Converted to NTFS but got HPFS! Am I hosed?

T

Tom

I sure hope someone has an idea as to how I get out of this one...
I converted my data drive from FAT32 to NTFS using the standard
<convert -drive:- /fs:ntfs command and told it run at the next reboot of the
system. It did its checkdisk dance, rebooted, and then did the conversion.
But now the drive is gone, although the bios still shows it's all there. I
just can't access it or anything on it. Does anyone have any idea why it
would have formatted it with HPFS and how I might get it reset to NTFS? I
don't have OS/2 or NT. Using XP-Pro sp1 with all the patches and updates.
I had about 30g of stuff on that drive and would really hate to have to
reformat the dang thing. And yes, I do have a lot of it backed up, but sure
would like to know what happened :)

TIA

Tom
 
S

S.Sengupta

-----Original Message-----
I sure hope someone has an idea as to how I get out of this one...
I converted my data drive from FAT32 to NTFS using the standard
<convert -drive:- /fs:ntfs command and told it run at the next reboot of the
system. It did its checkdisk dance, rebooted, and then did the conversion.
But now the drive is gone, although the bios still shows it's all there. I
just can't access it or anything on it. Does anyone have any idea why it
would have formatted it with HPFS and how I might get it reset to NTFS? I
don't have OS/2 or NT. Using XP-Pro sp1 with all the patches and updates.
I had about 30g of stuff on that drive and would really hate to have to
reformat the dang thing. And yes, I do have a lot of it backed up, but sure
would like to know what happened :)

TIA

Tom


.

Hello!
The way it got converted to HPFS is really stange.
But you convert it to NTFS again:
You can use Windows NT's convert.exe utility to convert a
HPFS partition to NTFS. Go to the command line and type

convert <drive>: /fs:ntfs [/v]
The /v setting is an optional command that runs the
conversion in verbose mode and gives you conversion details
on a file-by-file basis.
with regards,
ssg/pronetworks.org
 
D

David Candy

Support for HPFS was removed in NT4, so XP can't access, read or make HPFS drives - though it can probably recognise them. Most likely the disk is corrupt and is ntfs but the damage makes it appear as HPFS. HPFS is a cousin to both fat and NTFS file systems.

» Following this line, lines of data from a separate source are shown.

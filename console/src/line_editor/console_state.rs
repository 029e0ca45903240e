// Copyright (c) 2026 R3BL LLC. Licensed under Apache License, Version 2.0.

use std::{fmt::{Debug, Formatter},
          io::Write,
          ops::Range};

use crate::{CommitBoundary, ConsoleConfig, ConsoleError, ConsoleKeyEvent, EMPTY_LINE_SENTINEL,
            History, InboundSink, KeyDisposition, KeyOutcome, MISSING_INBOUND_NOTICE,
            StyleApplication, TextSurface, dispatch_key_event, report_location_error};

/// Everything the foreground owner mutates. Only ever touched inside a
/// [`DispatchSafe`] critical section.
///
/// [`DispatchSafe`]: crate::DispatchSafe
pub struct ConsoleState<S: TextSurface> {
    pub surface: S,
    pub commit_boundary: CommitBoundary,
    pub history: History,
    pub config: ConsoleConfig,
    /// `None` once the channel broke (or if it was never there).
    inbound: Option<InboundSink>,
}

impl<S: TextSurface> Debug for ConsoleState<S> {
    fn fmt(&self, f: &mut Formatter<'_>) -> std::fmt::Result {
        f.debug_struct("ConsoleState")
            .field("document_len", &self.surface.len())
            .field("caret", &self.surface.caret())
            .field("commit_boundary", &self.commit_boundary)
            .field("history", &self.history)
            .field("has_inbound", &self.inbound.is_some())
            .finish_non_exhaustive()
    }
}

impl<S: TextSurface> ConsoleState<S> {
    /// Applies the configured default style and commits whatever the surface already
    /// contains.
    pub fn new(mut surface: S, inbound: Option<InboundSink>, config: ConsoleConfig) -> Self {
        surface.set_character_style(&config.default_style, StyleApplication::Replace);
        let mut it = Self {
            surface,
            commit_boundary: CommitBoundary::default(),
            history: History::new(config.history_limit),
            config,
            inbound,
        };
        it.commit_to_end();
        it
    }

    /// Run one key event through the dispatcher, then let the surface handle it if the
    /// dispatcher did not consume it.
    ///
    /// A plain caret move that the surface made into committed text is redirected to
    /// the boundary. Shift-extended selections may still reach back, for copying.
    ///
    /// # Errors
    ///
    /// [`ConsoleError::InboundChannelBroken`] when a submission could not be written.
    pub fn apply_key_event(
        &mut self,
        event: &ConsoleKeyEvent,
    ) -> Result<KeyOutcome, ConsoleError> {
        let outcome = dispatch_key_event(self, event)?;
        if outcome.disposition == KeyDisposition::PassThrough {
            self.surface.apply_native_key(event);
            self.commit_boundary.clamp_to(self.surface.len());
            if !event.mask.is_shift_pressed() {
                self.redirect_caret_to_boundary();
            }
        }
        Ok(outcome)
    }

    fn redirect_caret_to_boundary(&mut self) {
        let boundary = self.commit_boundary.offset();
        if self.surface.caret() < boundary {
            self.surface.set_caret(boundary);
        }
    }

    /// The editable text: `document[boundary..len]`.
    #[must_use]
    pub fn tail_text(&self) -> String {
        self.text_or_empty(self.commit_boundary.offset()..self.surface.len())
    }

    #[must_use]
    pub fn document_text(&self) -> String { self.text_or_empty(0..self.surface.len()) }

    #[must_use]
    pub fn has_inbound(&self) -> bool { self.inbound.is_some() }

    /// Drop the inbound sink. The consumer sees end of stream once every other writer
    /// is gone.
    pub fn close_inbound(&mut self) { self.inbound = None; }

    /// Move the boundary and the caret to the end of the document.
    pub fn commit_to_end(&mut self) {
        let len = self.surface.len();
        self.commit_boundary.reset_to(len);
        self.surface.set_caret(len);
    }

    pub fn force_caret_to_end(&mut self) {
        let len = self.surface.len();
        self.surface.set_caret(len);
    }

    /// Replace the editable tail, leaving the caret at the end.
    pub fn replace_tail(&mut self, text: &str) {
        let range = self.commit_boundary.offset()..self.surface.len();
        match self.surface.replace_range(range, text) {
            Ok(()) => self.force_caret_to_end(),
            Err(error) => report_location_error(&error),
        }
    }

    /// Hand the tail to the consumer. See [`handle_enter`] for where this sits in the
    /// key flow.
    ///
    /// The document always gets a `"\n"`. Even when the write fails, the boundary moves
    /// past the submitted line so the tail is never left half committed.
    ///
    /// # Errors
    ///
    /// [`ConsoleError::InboundChannelBroken`] when the consumer side is gone.
    ///
    /// [`handle_enter`]: crate::line_editor::event_handlers::handle_enter
    pub fn submit_line(&mut self) -> Result<(), ConsoleError> {
        let tail = self.tail_text();
        let payload = if tail.is_empty() {
            EMPTY_LINE_SENTINEL.to_string()
        } else {
            let it = format!("{tail}\n");
            self.history.push(tail);
            it
        };

        tracing::debug!(message = "Console line submitted", payload = ?payload);

        let end = self.surface.len();
        if let Err(error) = self.surface.replace_range(end..end, "\n") {
            report_location_error(&error);
        }
        self.history.reset_cursor();

        let result = self.send_inbound(&payload);
        self.commit_to_end();
        result
    }

    pub fn navigate_history_older(&mut self) {
        let tail = self.tail_text();
        let Some(line) = self.history.navigate_older(&tail).map(str::to_owned) else {
            return;
        };
        tracing::debug!(
            message = "Console history navigated",
            cursor = self.history.cursor(),
            line = ?line
        );
        self.replace_tail(&line);
    }

    pub fn navigate_history_newer(&mut self) {
        let Some(line) = self.history.navigate_newer().map(str::to_owned) else {
            return;
        };
        tracing::debug!(
            message = "Console history navigated",
            cursor = self.history.cursor(),
            line = ?line
        );
        self.replace_tail(&line);
    }

    /// Is the caret, or the start of the selection, in the committed region?
    #[must_use]
    pub fn is_edit_guarded(&self) -> bool {
        let boundary = self.commit_boundary;
        !boundary.is_editable(self.surface.caret())
            || self
                .surface
                .selection()
                .is_some_and(|selection| boundary.starts_before(&selection))
    }

    #[must_use]
    pub fn selected_text(&self) -> Option<String> {
        let selection = self.surface.selection()?;
        Some(self.text_or_empty(selection))
    }

    /// Returns the selected text, and removes it from the document unless that would
    /// touch committed content (then it is only copied).
    pub fn cut_selection(&mut self) -> Option<String> {
        let selection = self.surface.selection()?;
        let text = self.text_or_empty(selection.clone());
        if !self.commit_boundary.starts_before(&selection) {
            let start = selection.start;
            match self.surface.replace_range(selection, "") {
                Ok(()) => self.surface.set_caret(start),
                Err(error) => report_location_error(&error),
            }
        }
        Some(text)
    }

    /// Insert `text` as if typed: a guarded caret or selection is abandoned for the end
    /// of the document first.
    pub fn paste_text(&mut self, text: &str) {
        if self.is_edit_guarded() {
            self.force_caret_to_end();
        }
        let caret = self.surface.caret();
        let range = self.surface.selection().unwrap_or(caret..caret);
        let start = range.start;
        match self.surface.replace_range(range, text) {
            Ok(()) => self.surface.set_caret(start + text.chars().count()),
            Err(error) => report_location_error(&error),
        }
    }

    fn send_inbound(&mut self, payload: &str) -> Result<(), ConsoleError> {
        let Some(sink) = self.inbound.as_mut() else {
            self.append_error_output(MISSING_INBOUND_NOTICE);
            return Ok(());
        };

        let result = sink
            .write_all(payload.as_bytes())
            .and_then(|()| sink.flush());

        match result {
            Ok(()) => Ok(()),
            Err(source) => {
                tracing::error!(
                    message = "Console inbound channel broken",
                    error = %source
                );
                self.inbound = None;
                Err(ConsoleError::InboundChannelBroken { source })
            }
        }
    }

    fn text_or_empty(&self, range: Range<usize>) -> String {
        self.surface.text(range).unwrap_or_else(|error| {
            report_location_error(&error);
            String::new()
        })
    }
}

I'd take it to a professional to be examined. Any attempt to repair make make recovery impossable. Else I'd delete it and reinstall XP.
 
T

Tom

Hello!
The way it got converted to HPFS is really stange.
But you convert it to NTFS again:
You can use Windows NT's convert.exe utility to convert a
HPFS partition to NTFS. Go to the command line and type

convert <drive>: /fs:ntfs [/v]
The /v setting is an optional command that runs the
conversion in verbose mode and gives you conversion details
on a file-by-file basis.
with regards,
ssg/pronetworks.org

Thanks for the response, but there's just a small problem I neglected to
mention in my first post: the drive can't be seen by the OS, so I can't
reset it to NTFS; I tried. :( In Partition Magic it's listed as "Hidden
HPFS partition." I'm going to try booting in pure DOS mode next and see if
I can't get the system to "see" the drive so I can try converting it back...
If you have any thoughts as to how I could make the drive <unhidden> I'd
sure appreciate it. I know it's there, the bios and ATA sockets report it
as being there at POST...

Tom
 
T

Tom

Support for HPFS was removed in NT4, so XP can't access, read or make HPFS
drives - though it can probably recognise them. Most likely the disk is
corrupt and is ntfs but the damage makes it appear as HPFS. HPFS is a cousin
to both fat and NTFS file systems.

I'd take it to a professional to be examined. Any attempt to repair make
make recovery impossable. Else I'd delete it and reinstall XP.
--
I have this gut feeling you're right, but am going to dink with it until I'm
convinced it's a lost cause. :)

Thanks.

Tom
 
E

EGMcCann

Tom said:
Hello!
The way it got converted to HPFS is really stange.
But you convert it to NTFS again:
You can use Windows NT's convert.exe utility to convert a
HPFS partition to NTFS. Go to the command line and type

convert <drive>: /fs:ntfs [/v]
The /v setting is an optional command that runs the
conversion in verbose mode and gives you conversion details
on a file-by-file basis.
with regards,
ssg/pronetworks.org

Thanks for the response, but there's just a small problem I neglected to
mention in my first post: the drive can't be seen by the OS, so I can't
reset it to NTFS; I tried. :( In Partition Magic it's listed as "Hidden
HPFS partition." I'm going to try booting in pure DOS mode next and see if
I can't get the system to "see" the drive so I can try converting it back...
If you have any thoughts as to how I could make the drive <unhidden> I'd
sure appreciate it. I know it's there, the bios and ATA sockets report it
as being there at POST...

Partition Magic *used* to be able to convert them - it did years ago when I
was running OS/2, at least. Can it not do so any more?
 
A

Al Dykes

Support for HPFS was removed in NT4, so XP can't access, read or make =
HPFS drives - though it can probably recognise them. Most likely the =
disk is corrupt and is ntfs but the damage makes it appear as HPFS. HPFS =
is a cousin to both fat and NTFS file systems.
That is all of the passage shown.